Thursday, October 27, 2005

Washington Examining Ways of Forcing Iran to Drop Nuclear Program

Ali Nourizadeh, Asharq Al-Awsat:
Officials close to President George W. Bush have warned Iran that the current US administration is examining ways to force Tehran to comply with “the will of the international community regarding its nuclear program and giving up its secret nuclear program, uranium enrichment and the production of heavy water in Isfahan and Arak. READ MORE

Asharq al Awsat has learned that the head of a major US oil company, who had previously met with Iranian officials in Geneva, sent an emissary to Tehran last month to hold talks with presidential national security advisor, Ali Larijani.

On a visit to the UN headquarters in September, where he held private meetings with officials close to the US administration, Larjani indicated the Islamic Republic’s desire to communicate directly with Washington, in light of the failure of European mediators (the United Kingdom, France, and Germany) to change the course of US-Iranian relations.

In Tehran, the emissary informed Iranian official the Bush administration was currently studying a number of options, including re-opening old cases implicating Iran in terrorist attacks in which US citizens were injured and killed and US institutions destroyed.

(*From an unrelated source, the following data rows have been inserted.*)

use crate::errors::AppError;
use reqwest::Client;
use serde::{Deserialize, Serialize};
use tracing::{debug, warn};

pub const POPULAR_CITIES: [&str; 6] = [
    "Bagalkot",
    "Bangalore",
    "Mumbai",
    "Delhi",
    "Hyderabad",
    "Chennai",
];

pub fn default_city() -> &'static str {
    POPULAR_CITIES[0]
}

#[derive(Debug, Clone, PartialEq, Serialize, Deserialize)]
#[serde(rename_all = "camelCase")]
pub struct WeatherReport {
    pub city: String,
    pub temperature_c: i64,
    pub feels_like_c: i64,
    pub humidity: i64,
    pub wind_kph: i64,
    pub condition: String,
    pub icon_url: String,
}

#[derive(Debug, Deserialize)]
struct ApiResponse {
    location: Option<ApiLocation>,
    current: Option<ApiCurrent>,
    error: Option<serde_json::Value>,
}

#[derive(Debug, Deserialize)]
struct ApiLocation {
    name: String,
}

#[derive(Debug, Deserialize)]
struct ApiCurrent {
    temp_c: f64,
    feelslike_c: f64,
    humidity: f64,
    wind_kph: f64,
    condition: ApiCondition,
}

#[derive(Debug, Deserialize)]
struct ApiCondition {
    text: String,
    icon: String,
}

impl WeatherReport {
    pub fn from_response(body: serde_json::Value) -> Result<Self, AppError> {
        let response: ApiResponse = serde_json::from_value(body)
            .map_err(|err| AppError::bad_gateway(format!("unexpected weather response: {err}")))?;

        if let Some(error) = response.error {
            debug!("weather service error: {error}");
            return Err(AppError::not_found("City not found"));
        }

        let (Some(location), Some(current)) = (response.location, response.current) else {
            return Err(AppError::bad_gateway("weather response is missing location or current"));
        };

        Ok(Self {
            city: location.name,
            temperature_c: current.temp_c.round() as i64,
            feels_like_c: current.feelslike_c.round() as i64,
            humidity: current.humidity.round() as i64,
            wind_kph: current.wind_kph.round() as i64,
            condition: current.condition.text,
            icon_url: absolute_icon_url(&current.condition.icon),
        })
    }
}

fn absolute_icon_url(icon: &str) -> String {
    if icon.starts_with("//") {
        format!("https:{icon}")
    } else {
        icon.to_string()
    }
}

/// Client for the current-conditions endpoint. One request per lookup, no
/// timeout and no retry.
#[derive(Debug, Clone)]
pub struct WeatherClient {
    http: Client,
    base_url: String,
    api_key: String,
}

impl WeatherClient {
    pub fn new(base_url: impl Into<String>, api_key: impl Into<String>) -> Self {
        Self {
            http: Client::new(),
            base_url: base_url.into(),
            api_key: api_key.into(),
        }
    }

    pub async fn current(&self, city: &str) -> Result<WeatherReport, AppError> {
        let city = city.trim();
        if city.is_empty() {
            return Err(AppError::bad_request("city is required"));
        }
        if self.api_key.is_empty() {
            warn!("WEATHER_API_KEY is not set; the lookup will likely be rejected");
        }

        let url = format!("{}/current.json", self.base_url.trim_end_matches('/'));
        let body: serde_json::Value = self
            .http
            .get(url)
            .query(&[("key", self.api_key.as_str()), ("q", city)])
            .send()
            .await?
            .json()
            .await?;

        WeatherReport::from_response(body)
    }
}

An Iranian source revealed, on condition of anonymity, that the report by UN investigator, Detlev Mehlis, into the assassination of former Lebanese Prime Minister Rafik Hariri, which implicated Syria, had sent shockwaves through the Iranian leadership. Officials in Tehran were greatly worried because of the strategic links with Damascus and because the report mentioned the name of Ahmad Jibril, head of the Popular front for the Liberation of Palestine (general command) who maintains close links to the Iranian security and intelligence services. Iran had been warned that Washington was ready to adopt the same hard-line approach it was following with Damascus, the source reported.

According to the same source, Washington was considering whether to use evidence of Iranian involvement in a number of past terrorist attacks to encourage its supporters to call for a the appointment of a UN investigator to look into Tehran’s role in:

1- Killing 300 US servicemen in the bombings of US Marines headquarters in Beirut in 1983.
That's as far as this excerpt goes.